#### GIVEN RECORDS
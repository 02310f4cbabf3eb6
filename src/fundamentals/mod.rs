//! Fundamental scoring layer.

pub mod scorer;

pub use scorer::evaluate;
use bincode::{deserialize_from, serialize_into};
use flate2::Compression;
use flate2::read::GzDecoder;
use flate2::write::GzEncoder;
use serde::{Deserialize, Serialize};
use std::fs::File;
use std::io::{BufReader, Write};
use std::path::{Path, PathBuf};

use crate::error::Result;
use crate::event::EventRecord;
use crate::stats::StatTable;
use crate::store::{EventStore, StoredTables, write_atomic};

#[derive(Serialize, Deserialize)]
struct Snapshot {
    events: Vec<EventRecord>,
    stats: StatTable,
}

/// [`EventStore`] writing both tables as one gzip-compressed bincode blob.
///
/// A snapshot always contains both tables, so loading never reports a
/// missing Events or Stats section.
#[derive(Clone, Debug)]
pub struct SnapshotStore {
    path: PathBuf,
}

impl SnapshotStore {
    pub fn new(path: impl Into<PathBuf>) -> Self {
        SnapshotStore { path: path.into() }
    }
}

impl EventStore for SnapshotStore {
    fn load(&self) -> Result<Option<StoredTables>> {
        if !self.path.exists() {
            return Ok(None);
        }
        let file = File::open(&self.path)?;
        let mut reader = BufReader::new(GzDecoder::new(file));
        let snapshot: Snapshot = deserialize_from(&mut reader)?;
        Ok(Some(StoredTables {
            events: Some(snapshot.events),
            stats: Some(snapshot.stats),
        }))
    }

    fn save(&self, events: &[EventRecord], stats: &StatTable) -> Result<()> {
        let snapshot = Snapshot {
            events: events.to_vec(),
            stats: stats.clone(),
        };
        let mut encoder = GzEncoder::new(Vec::new(), Compression::default());
        serialize_into(&mut encoder, &snapshot)?;
        encoder.flush()?;
        let bytes = encoder.finish()?;
        write_atomic(&self.path, &bytes)
    }

    fn location(&self) -> &Path {
        &self.path
    }
}
//! Places returned by an address search, and the address form data derived
//! from them.

use serde::{Deserialize, Serialize};
use std::collections::HashMap;
use thiserror::Error;

/// The sixteen German states, as used in the state column and the default views.
pub const STATES: [&str; 16] = [
    "Baden-Württemberg",
    "Bayern",
    "Berlin",
    "Brandenburg",
    "Bremen",
    "Hamburg",
    "Hessen",
    "Mecklenburg-Vorpommern",
    "Niedersachsen",
    "Nordrhein-Westfalen",
    "Rheinland-Pfalz",
    "Saarland",
    "Sachsen",
    "Sachsen-Anhalt",
    "Schleswig-Holstein",
    "Thüringen",
];

/// Cities that are states of their own.
const CITY_STATES: [&str; 3] = ["Berlin", "Hamburg", "Bremen"];

pub fn is_state(name: &str) -> bool {
    STATES.contains(&name)
}

#[derive(Clone, Copy, Debug, PartialEq, Serialize, Deserialize)]
pub struct BoundingBox {
    pub south: f64,
    pub north: f64,
    pub west: f64,
    pub east: f64,
}

/// One search hit.
#[derive(Clone, Debug, PartialEq)]
pub struct Place {
    pub name: String,
    pub display_name: String,
    pub latitude: f64,
    pub longitude: f64,
    pub bounding_box: Option<BoundingBox>,
    /// Structured address parts (`road`, `city`, `postcode`, ...).
    pub address: HashMap<String, String>,
}

impl Place {
    /// First address part present among `keys`.
    ///
    /// The service is inconsistent about naming, e.g. a municipality may be
    /// filed under `city`, `town` or `village`.
    pub fn address_part(&self, keys: &[&str]) -> Option<&str> {
        keys.iter()
            .find_map(|key| self.address.get(*key))
            .map(String::as_str)
            .filter(|value| !value.is_empty())
    }
}

#[derive(Debug, Error, Clone, PartialEq, Eq)]
pub enum AddressError {
    #[error("City/Town/Village not found in the address. Returned address was: {0}")]
    CityMissing(String),
    #[error("State/Region not found in the address. Returned address was: {0}")]
    StateMissing(String),
    #[error("{state} is not a German state. Returned address was: {display_name}")]
    UnknownState { state: String, display_name: String },
    #[error("Incomplete address: postcode or road missing. Returned address was: {0}")]
    Incomplete(String),
    #[error("{0} returned no results.")]
    NotFound(String),
}

/// Form data suggested for an institution found by name.
#[derive(Clone, Debug, PartialEq, Eq, Serialize)]
pub struct AddressSuggestion {
    pub institution_name: String,
    pub address: String,
    pub city: String,
    pub state: String,
    pub postal_code: String,
}

/// Derive form fields from a search hit.
///
/// Berlin, Hamburg and Bremen use the city as the state. Everywhere else the
/// state comes from `state` or `region` and has to be one of [`STATES`].
/// Postcode and road are both required; the house number is optional.
pub fn suggest_address(place: &Place) -> Result<AddressSuggestion, AddressError> {
    let city = place
        .address_part(&["city", "town", "village"])
        .ok_or_else(|| AddressError::CityMissing(place.display_name.clone()))?;

    let state = if CITY_STATES.contains(&city) {
        city
    } else {
        place
            .address_part(&["state", "region"])
            .ok_or_else(|| AddressError::StateMissing(place.display_name.clone()))?
    };
    if !is_state(state) {
        return Err(AddressError::UnknownState {
            state: state.to_string(),
            display_name: place.display_name.clone(),
        });
    }

    let (Some(postcode), Some(road)) = (
        place.address_part(&["postcode"]),
        place.address_part(&["road"]),
    ) else {
        return Err(AddressError::Incomplete(place.display_name.clone()));
    };
    let house_number = place.address_part(&["house_number"]).unwrap_or("");

    Ok(AddressSuggestion {
        institution_name: place.name.clone(),
        address: format!("{} {}", road, house_number).trim().to_string(),
        city: city.to_string(),
        state: state.to_string(),
        postal_code: postcode.to_string(),
    })
}
//! Statistics recalculation.
//!
//! [`recompute`] folds the complete event log into a fresh [`StatTable`].
//! Every pass starts from an empty table; nothing from a previous table is
//! carried over except coordinates handed in through a [`CoordinateCache`].

use log::{debug, info, warn};
use std::collections::HashMap;
use std::fmt;

use crate::event::EventRecord;
use crate::geocode::{Coordinate, GeoQuery, GeoResolver, Resolution, UnresolvedReason};
use crate::stats::{StatRecord, StatTable};
use crate::store::EventStore;

/// Known coordinates per (institution, city), consulted before geocoding.
#[derive(Clone, Debug, Default)]
pub struct CoordinateCache {
    entries: HashMap<(String, String), Coordinate>,
}

impl CoordinateCache {
    pub fn new() -> Self {
        Self::default()
    }

    /// Collect every located record of a previously computed table.
    pub fn from_table(table: &StatTable) -> Self {
        let mut cache = CoordinateCache::new();
        for record in table {
            if let Some(coordinate) = record.coordinate() {
                cache.insert(&record.institution_name, &record.city, coordinate);
            }
        }
        cache
    }

    pub fn insert(&mut self, institution_name: &str, city: &str, coordinate: Coordinate) {
        self.entries
            .insert((institution_name.to_string(), city.to_string()), coordinate);
    }

    pub fn get(&self, institution_name: &str, city: &str) -> Option<Coordinate> {
        self.entries
            .get(&(institution_name.to_string(), city.to_string()))
            .copied()
    }

    pub fn len(&self) -> usize {
        self.entries.len()
    }

    pub fn is_empty(&self) -> bool {
        self.entries.is_empty()
    }
}

/// Raised when a new group could not be located from its full address.
#[derive(Clone, Debug, PartialEq)]
pub struct ResolutionWarning {
    pub institution_name: String,
    pub city: String,
    pub query: String,
    pub reason: UnresolvedReason,
    /// `true` when the city-level fallback supplied coordinates.
    pub used_city_fallback: bool,
}

impl fmt::Display for ResolutionWarning {
    fn fmt(&self, f: &mut fmt::Formatter<'_>) -> fmt::Result {
        if self.used_city_fallback {
            write!(
                f,
                "No coordinates were found for {} at {} ({}); using coordinates for {} instead.",
                self.institution_name, self.query, self.reason, self.city
            )
        } else {
            write!(
                f,
                "No coordinates were found for {} at {} or for the city {} ({}); marker left unplaced.",
                self.institution_name, self.query, self.city, self.reason
            )
        }
    }
}

/// Result of an in-memory recalculation pass.
#[derive(Clone, Debug, Default)]
pub struct Recalculation {
    pub table: StatTable,
    pub warnings: Vec<ResolutionWarning>,
}

/// Result of a recalculation that was also written to the store.
///
/// When `saved` is false the table is still the freshly computed one and can
/// be displayed, but the store holds whatever it held before.
#[derive(Clone, Debug, Default)]
pub struct RecomputeOutcome {
    pub table: StatTable,
    pub warnings: Vec<ResolutionWarning>,
    pub saved: bool,
}

/// Rebuild the statistics table from the full event log.
///
/// # Arguments
/// * `events` - The complete event log in insertion order
/// * `seed` - Coordinates to use for the first new group instead of a lookup
/// * `resolver` - Geocoder for groups that need coordinates
///
/// # Returns
/// * `Recalculation` - The new table plus one warning per group that failed
///   to resolve from its full address
pub fn recompute<R: GeoResolver + ?Sized>(
    events: &[EventRecord],
    seed: Option<Coordinate>,
    resolver: &mut R,
) -> Recalculation {
    recompute_cached(events, seed, &CoordinateCache::new(), resolver)
}

/// Like [`recompute`], but new groups found in `cache` skip geocoding.
///
/// The seed, when given, still belongs to the first new group.
pub fn recompute_cached<R: GeoResolver + ?Sized>(
    events: &[EventRecord],
    seed: Option<Coordinate>,
    cache: &CoordinateCache,
    resolver: &mut R,
) -> Recalculation {
    let mut builder = TableBuilder::default();
    let mut warnings = Vec::new();
    let mut seed = seed;

    if !cache.is_empty() {
        debug!("{} cached coordinates available", cache.len());
    }

    for event in events {
        let (institution_name, city) = event.group_key();
        let slot = match builder.position(institution_name, city) {
            Some(slot) => {
                let record = &mut builder.records[slot];
                record.event_count += 1;
                record.total_tables += u64::from(event.table_count);
                record.total_participants += u64::from(event.participant_count);
                slot
            }
            None => {
                let coordinate = match seed.take() {
                    Some(coordinate) => Some(coordinate),
                    None => match cache.get(institution_name, city) {
                        Some(coordinate) => Some(coordinate),
                        None => locate(event, &mut *resolver, &mut warnings),
                    },
                };
                builder.push(StatRecord {
                    institution_name: institution_name.to_string(),
                    city: city.to_string(),
                    postal_code: event.postal_code.clone(),
                    latitude: coordinate.map(|c| c.latitude),
                    longitude: coordinate.map(|c| c.longitude),
                    event_count: 1,
                    city_event_total: 0,
                    total_tables: u64::from(event.table_count),
                    total_participants: u64::from(event.participant_count),
                    city_participants_total: 0,
                })
            }
        };

        builder.roll_up_city(slot);
    }

    let table = builder.finish();
    info!(
        "recalculated statistics: {} events, {} groups, {} unresolved",
        events.len(),
        table.len(),
        table.unlocated().count()
    );
    Recalculation { table, warnings }
}

/// Recalculate and persist both tables.
///
/// The event log is written back unchanged. A failing write is logged and
/// reported through `saved`, never as an error.
pub fn recompute_and_save<S, R>(
    store: &S,
    events: &[EventRecord],
    seed: Option<Coordinate>,
    cache: &CoordinateCache,
    resolver: &mut R,
) -> RecomputeOutcome
where
    S: EventStore + ?Sized,
    R: GeoResolver + ?Sized,
{
    let Recalculation { table, warnings } = recompute_cached(events, seed, cache, resolver);
    let saved = match store.save(events, &table) {
        Ok(()) => true,
        Err(e) => {
            log::error!("statistics not saved: {}", e);
            false
        }
    };
    RecomputeOutcome {
        table,
        warnings,
        saved,
    }
}

/// Geocode a new group, falling back to the city when the address fails.
fn locate<R: GeoResolver + ?Sized>(
    event: &EventRecord,
    resolver: &mut R,
    warnings: &mut Vec<ResolutionWarning>,
) -> Option<Coordinate> {
    let query = GeoQuery::for_address(
        &event.address,
        &event.city,
        &event.state,
        &event.postal_code,
    );
    let reason = match resolver.resolve(&query) {
        Resolution::Resolved(coordinate) => return Some(coordinate),
        Resolution::Unresolved(reason) => reason,
    };

    let fallback = resolver
        .resolve(&GeoQuery::for_city(&event.city, &event.state))
        .coordinate();
    let warning = ResolutionWarning {
        institution_name: event.institution_name.clone(),
        city: event.city.clone(),
        query: query.to_string(),
        reason,
        used_city_fallback: fallback.is_some(),
    };
    warn!("{}", warning);
    warnings.push(warning);
    fallback
}

/// Working state of one pass. Records are only reachable through the
/// finished [`StatTable`].
#[derive(Default)]
struct TableBuilder {
    records: Vec<StatRecord>,
    groups: HashMap<(String, String), usize>,
    cities: HashMap<String, Vec<usize>>,
}

impl TableBuilder {
    fn position(&self, institution_name: &str, city: &str) -> Option<usize> {
        self.groups
            .get(&(institution_name.to_string(), city.to_string()))
            .copied()
    }

    fn push(&mut self, record: StatRecord) -> usize {
        let slot = self.records.len();
        self.groups
            .insert((record.institution_name.clone(), record.city.clone()), slot);
        self.cities.entry(record.city.clone()).or_default().push(slot);
        self.records.push(record);
        slot
    }

    /// Refresh the city totals of every record sharing `slot`'s city.
    fn roll_up_city(&mut self, slot: usize) {
        let Some(members) = self.cities.get(&self.records[slot].city) else {
            return;
        };
        let (events, participants) = members.iter().fold((0u64, 0u64), |(e, p), &i| {
            let record = &self.records[i];
            (e + record.event_count, p + record.total_participants)
        });
        for &i in members {
            let record = &mut self.records[i];
            record.city_event_total = events;
            record.city_participants_total = participants;
        }
    }

    fn finish(self) -> StatTable {
        StatTable::from(self.records)
    }
}
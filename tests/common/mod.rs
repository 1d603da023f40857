#![allow(dead_code)]

use lecture_map::{Coordinate, EventRecord, GeoQuery, GeoResolver, Resolution, UnresolvedReason};
use std::collections::HashMap;

/// Deterministic resolver keyed by the rendered query string.
#[derive(Default)]
pub struct StubResolver {
    known: HashMap<String, Coordinate>,
    pub calls: Vec<String>,
    pub unavailable: bool,
}

impl StubResolver {
    pub fn new() -> Self {
        Self::default()
    }

    pub fn with(mut self, query: &str, latitude: f64, longitude: f64) -> Self {
        self.known.insert(
            query.to_string(),
            Coordinate {
                latitude,
                longitude,
            },
        );
        self
    }
}

impl GeoResolver for StubResolver {
    fn resolve(&mut self, query: &GeoQuery) -> Resolution {
        let text = query.to_string();
        self.calls.push(text.clone());
        if self.unavailable {
            return Resolution::Unresolved(UnresolvedReason::Unavailable("down".to_string()));
        }
        match self.known.get(&text) {
            Some(c) => Resolution::Resolved(*c),
            None => Resolution::Unresolved(UnresolvedReason::NoMatch),
        }
    }
}

pub fn event(name: &str, city: &str, tables: u32, participants: u32) -> EventRecord {
    EventRecord {
        date: "12.05.2025".to_string(),
        institution_name: name.to_string(),
        address: format!("{} Campus 1", name),
        city: city.to_string(),
        state: "Berlin".to_string(),
        postal_code: "10115".to_string(),
        table_count: tables,
        participant_count: participants,
    }
}

/// Full query string produced for an event built by [`event`].
pub fn address_query(name: &str, city: &str) -> String {
    format!("{} Campus 1, {}, Berlin, 10115", name, city)
}

pub fn city_query(city: &str) -> String {
    format!("{}, Berlin", city)
}

pub fn coordinate(latitude: f64, longitude: f64) -> Coordinate {
    Coordinate {
        latitude,
        longitude,
    }
}
use crate::error::Result;
use crate::stats::{STAT_HEADERS, StatTable};

/// Convert the statistics table to CSV.
///
/// The header row uses the Stats sheet headers. Missing coordinates are
/// written as empty fields.
///
/// # Arguments
/// * `stats` - The table to export
///
/// # Returns
/// * `Result<String>` - CSV content or an error
pub fn stats_to_csv(stats: &StatTable) -> Result<String> {
    let mut writer = csv::Writer::from_writer(Vec::new());
    writer.write_record(STAT_HEADERS)?;
    for record in stats {
        let optional = |v: Option<f64>| v.map(|v| v.to_string()).unwrap_or_default();
        writer.write_record([
            record.institution_name.clone(),
            record.city.clone(),
            record.postal_code.clone(),
            optional(record.latitude),
            optional(record.longitude),
            record.event_count.to_string(),
            record.city_event_total.to_string(),
            record.total_tables.to_string(),
            record.total_participants.to_string(),
            record.city_participants_total.to_string(),
        ])?;
    }
    let bytes = writer
        .into_inner()
        .map_err(|e| std::io::Error::other(e.to_string()))?;
    Ok(String::from_utf8_lossy(&bytes).into_owned())
}

/// Convert the statistics table to a JSON array of records.
pub fn stats_to_json(stats: &StatTable) -> Result<String> {
    Ok(serde_json::to_string_pretty(stats)?)
}

/// Render the table as aligned text columns for a terminal.
pub fn stats_to_text(stats: &StatTable) -> String {
    let coordinate = |v: Option<f64>| v.map(|v| format!("{:.4}", v)).unwrap_or_else(|| "-".to_string());
    let rows: Vec<[String; 10]> = stats
        .iter()
        .map(|r| {
            [
                r.institution_name.clone(),
                r.city.clone(),
                r.postal_code.clone(),
                coordinate(r.latitude),
                coordinate(r.longitude),
                r.event_count.to_string(),
                r.city_event_total.to_string(),
                r.total_tables.to_string(),
                r.total_participants.to_string(),
                r.city_participants_total.to_string(),
            ]
        })
        .collect();

    let mut widths: Vec<usize> = STAT_HEADERS.iter().map(|h| h.chars().count()).collect();
    for row in &rows {
        for (w, cell) in widths.iter_mut().zip(row.iter()) {
            *w = (*w).max(cell.chars().count());
        }
    }

    let mut out = pad_line(&STAT_HEADERS, &widths);
    for row in &rows {
        let cells: Vec<&str> = row.iter().map(String::as_str).collect();
        out.push_str(&pad_line(&cells, &widths));
    }
    out
}

fn pad_line(cells: &[&str], widths: &[usize]) -> String {
    let line: Vec<String> = cells
        .iter()
        .zip(widths)
        .map(|(cell, w)| format!("{:<width$}", cell, width = *w))
        .collect();
    let mut line = line.join("  ").trim_end().to_string();
    line.push('\n');
    line
}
########
ASSIGNMENT =
Whenever a line in the data holds "road", copy that line.

OUTPUT BELOW =
    /// Structured address parts (`road`, `city`, `postcode`, ...).
    #[error("Incomplete address: postcode or road missing. Returned address was: {0}")]
/// Postcode and road are both required; the house number is optional.
    let (Some(postcode), Some(road)) = (
        place.address_part(&["road"]),
        address: format!("{} {}", road, house_number).trim().to_string(),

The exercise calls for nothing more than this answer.